*** INFORMATION SHOWN Section Begins ***
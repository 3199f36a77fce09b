//! API response structures

use chrono::{DateTime, Utc};
use serde::Serialize;

use crate::state::{Preset, TimerStatus};

/// API response structure for user action endpoints
#[derive(Debug, Clone, Serialize)]
pub struct ApiResponse {
    pub status: String,
    pub message: String,
    pub timestamp: DateTime<Utc>,
    pub timer: TimerStatus,
}

impl ApiResponse {
    /// Create a new API response
    pub fn new(status: String, message: String, timer: TimerStatus) -> Self {
        Self {
            status,
            message,
            timestamp: Utc::now(),
            timer,
        }
    }

    /// Response for an accepted action, tagged with the resulting phase
    pub fn ok(message: String, timer: TimerStatus) -> Self {
        Self::new(timer.phase.to_string(), message, timer)
    }
}

/// Full status with server metadata
#[derive(Debug, Clone, Serialize)]
pub struct StatusResponse {
    pub timer: TimerStatus,
    pub uptime: String,
    pub port: u16,
    pub host: String,
    pub last_action: Option<String>,
    pub last_action_time: Option<DateTime<Utc>>,
}

#[derive(Debug, Clone, Serialize)]
pub struct PresetsResponse {
    pub presets: Vec<Preset>,
}

/// Health check response
#[derive(Debug, Clone, Serialize)]
pub struct HealthResponse {
    pub status: String,
    pub timestamp: DateTime<Utc>,
    pub version: String,
}

impl HealthResponse {
    pub fn ok() -> Self {
        Self {
            status: "ok".to_string(),
            timestamp: Utc::now(),
            version: env!("CARGO_PKG_VERSION").to_string(),
        }
    }
}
*** INFORMATION SHOWN Section Ends ***
DIRECTIONS → Retype word for word everything in the listing above from the line that holds "pub fn new(status: String, message: String, timer: TimerStatus)" down to the line that holds "the resulting phase". Keep both end lines and leave out the rest.

EXERCISE RESULT →
    pub fn new(status: String, message: String, timer: TimerStatus) -> Self {
        Self {
            status,
            message,
            timestamp: Utc::now(),
            timer,
        }
    }

    /// Response for an accepted action, tagged with the resulting phase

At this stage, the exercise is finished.